Pedro Castro gave a Special Seminar entitled "Global Optimization of Quadratically Constrained Problems (QCPS) with Mixed-Integer Programming Relaxations" at Texas A&M Energy Institute.
The invited seminar took place April, 18, 2023.
Several problems of interest to Process Systems Engineering can be formulated as non-convex quadratically constrained programs (QCPs). These appear in design and operational problems and feature constraints with bilinear terms resulting from the product of two continuous variables, e.g., flows and concentrations. The preferred method used by commercial solvers to solve QCPs to global optimality is through the spatial B&B method with linear programming (LP) relaxations.
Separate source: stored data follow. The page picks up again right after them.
pub mod sim;

use engine::{AssetError, AssetProvider, Game, KeyEvent, RenderTarget, TextureId};

use sim::animation::{
    beam_clip, enemy_clip, enemy_clip_rect, player_clip, player_clip_rect, GROUND_TILE_CLIP,
};
use sim::constants::{GROUND_TILE_H, GROUND_TILE_W, SCREEN_HEIGHT, SCREEN_WIDTH};
use sim::World;

const BACKGROUND_FILE: &str = "Full Moon - background.png";
const PLAYER_SHEET_FILE: &str = "LayeredSprites.png";
const ENEMY_SHEET_FILE: &str = "Grue.png";
const BEAM_LEFT_FILE: &str = "beams.png";
const BEAM_RIGHT_FILE: &str = "beams2.png";
const COMPANION_FILE: &str = "Wisp.png";
const TILES_FILE: &str = "platformertiles.png";

// The backdrop is wider than the surface and sits shifted left so the moon
// lands off-center.
const BACKGROUND_X: i32 = -106;
const BACKGROUND_Y: i32 = 0;

struct Textures {
    background: TextureId,
    player_sheet: TextureId,
    enemy_sheet: TextureId,
    beam_left: TextureId,
    beam_right: TextureId,
    companion: TextureId,
    tiles: TextureId,
}

/// The game proper: owns the simulation world and maps its state to draw
/// calls each frame.
pub struct LightSpirits {
    world: World,
    textures: Option<Textures>,
}

impl LightSpirits {
    pub fn new() -> Self {
        Self {
            world: World::new(),
            textures: None,
        }
    }
}

impl Default for LightSpirits {
    fn default() -> Self {
        Self::new()
    }
}

impl Game for LightSpirits {
    fn load(&mut self, assets: &mut dyn AssetProvider) -> Result<(), AssetError> {
        self.textures = Some(Textures {
            background: assets.load_texture(BACKGROUND_FILE)?,
            player_sheet: assets.load_texture(PLAYER_SHEET_FILE)?,
            enemy_sheet: assets.load_texture(ENEMY_SHEET_FILE)?,
            beam_left: assets.load_texture(BEAM_LEFT_FILE)?,
            beam_right: assets.load_texture(BEAM_RIGHT_FILE)?,
            companion: assets.load_texture(COMPANION_FILE)?,
            tiles: assets.load_texture(TILES_FILE)?,
        });
        Ok(())
    }

    fn handle_key(&mut self, event: KeyEvent) {
        self.world.handle_key(event);
    }

    fn handle_close_requested(&mut self) {
        self.world.request_quit();
    }

    fn tick(&mut self) {
        self.world.tick();
    }

    fn render(&self, target: &mut dyn RenderTarget) {
        let Some(textures) = &self.textures else {
            return;
        };
        target.clear();
        target.draw(textures.background, None, BACKGROUND_X, BACKGROUND_Y);

        let player = &self.world.player;
        if player.visible {
            let clip = player_clip_rect(player_clip(player.facing, player.airborne));
            target.draw(textures.player_sheet, Some(clip), player.x, player.y);
        }

        let wisp = &self.world.companion;
        target.draw(textures.companion, None, wisp.x, wisp.y);

        let enemy = &self.world.enemy;
        if enemy.alive && enemy.visible {
            let clip = enemy_clip_rect(enemy_clip(enemy.facing));
            target.draw(textures.enemy_sheet, Some(clip), enemy.x, enemy.y);
        }

        let beam = &self.world.beam;
        if beam.active {
            let sheet = match beam.facing {
                sim::Facing::Left => textures.beam_left,
                sim::Facing::Right => textures.beam_right,
            };
            target.draw(sheet, Some(beam_clip(beam.facing)), beam.x, beam.y);
        }

        let ground_y = SCREEN_HEIGHT - GROUND_TILE_H;
        let mut tile_x = 0;
        while tile_x < SCREEN_WIDTH {
            target.draw(textures.tiles, Some(GROUND_TILE_CLIP), tile_x, ground_y);
            tile_x += GROUND_TILE_W;
        }
    }

    fn quit_requested(&self) -> bool {
        self.world.quit_requested()
    }
}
An alternative is to rely on mixed-integer programming (MIP) relaxations, which make the relaxation harder to solve but that can lead to a search process that is more efficient overall. This is especially true for MIP relaxations using logarithmic partitioning schemes relying on a base-2 numeric representation system. After giving an overview of the key procedures that can be used for global optimization, we propose a new algorithm relying extensively on MIP relaxations, for improving the dual bound and for reducing the variables domain through optimality based bound tightening (OBBT). Using a set of 54 benchmark instances from the literature, we show that the new algorithm significantly outperforms GUROBI and BARON.